Windshield wipers, the automatic transmission, electric turn signals. They are all standard equipment on our cars, devices we all take for granted. And let’s not stop with the traffic signal! What is less well known is that they are all results of the imaginations of African American inventors. This week for Black History Month, we are exploring and highlighting the lives of notable African American men and women with disabilities or involved with those who do. We start this week, for or Assistive Tech Tuesday, with a very interesting African American inventor in the field.
“A black woman can invent something for the benefit of humankind”
– Bessie Blount
For many people, a seemingly mundane experience can have a transformative impact. Such was the case with Bessie Blount Griffin. Born left-handed, in 1914, an early school teacher would rap her on the knuckles for using the “wrong” hand. To “adapt,” Bessie took on the challenge, teaching herself to use both hands in writing. And despite the initial negative experience, Blount loved going to school, continuing with nursing training in Newark, NJ, and Panzer College of Physical Education and Hygiene in East Orange.

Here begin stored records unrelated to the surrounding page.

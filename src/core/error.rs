//! Error taxonomy for editor operations.

use crate::core::id::TrackId;
use crate::core::time::to_megabytes;
use crate::media::kind::MediaKind;
use crate::timeline::track::TrackKind;

/// Error type for editor operations
#[derive(Debug, Clone, PartialEq, thiserror::Error)]
pub enum EditorError {
    /// MIME type does not start with video/, image/ or audio/
    #[error("Unsupported file type: {mime}")]
    UnsupportedType { mime: String },
    /// Upload is larger than the ceiling for its kind (sizes in bytes)
    #[error(
        "{} files must be smaller than {}MB. Your file is {:.1}MB",
        .kind,
        megabytes(.ceiling),
        megabytes(.actual)
    )]
    SizeExceeded {
        kind: MediaKind,
        ceiling: u64,
        actual: u64,
    },
    /// Media kind cannot be placed on the track kind
    #[error("{track} tracks do not accept {media} media")]
    IncompatibleKind { track: TrackKind, media: MediaKind },
    #[error("Track {0} not found")]
    TrackNotFound(TrackId),
    /// Content handle allocation failed
    #[error("Failed to process file: {0}")]
    Ingestion(String),
    /// Content was read after its handle had been revoked
    #[error("Content {0} has been revoked")]
    ContentRevoked(String),
    #[error("Invalid export settings: {0}")]
    InvalidExportSettings(String),
}

fn megabytes(bytes: &u64) -> f64 {
    to_megabytes(*bytes)
}

/// Result alias for editor operations
pub type Result<T> = std::result::Result<T, EditorError>;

Wanting to use her training to help people during World War II, Blount worked with amputees. There, she believed that the best way to help people is to help them help themselves. As such, she saw the need for an apparatus for these veterans to feed themselves. She built her device around a rubber tube to dispense liquefied food one mouthful at a time; the individual controlled this through movements of the jaw. The Veterans Administration at the time was not interested in purchasing her invention, so she donated the rights of her inventions to the French government. Over the years, devices based on her invention have been in use in military hospitals across France.
Follow-Up Inventions
In 1948, Bessie Blount Griffin invented what she called a “portable receptacle support,” a device that supported a feeding bowl, which was attached to the back of the neck of a person who lost control of his arms. Soon thereafter, with the assistance of Theodore Edison (son of the famous Thomas), Blount came up with an easy-to-manufacture disposable emesis basins, those kidney-shaped receptacles for medical waste. Again, nobody in the U.S. showed interest, so she sold it to a company in Belgium, where it continues to be used in hospitals to this day.
And as for the challenge writing with the “wrong hand,” Blount continued to demonstrate how she could write with either hand – or by holding a pencil in her teeth or toes. Believing that others could do the same, she said “You’re not crippled, only crippled in your mind.” She also noticed parallels between one’s physical and emotional well-being and their handwriting. With that knowledge, she wrote a paper on “medical graphology.” Those findings led to her new career as a forensic scientist, where she was consulted by law-enforcement officials and the courts to analyze samples of handwriting. She could also attest to whether a written sample was authentic or a forgery. In her spare time, she took on the task of deciphering barely legible historic documents, including slave documents and historic treaties with Native Americans.
She lived just past her 85th birthday, in 2009. Her inventions will continue to benefit humankind for many years to come.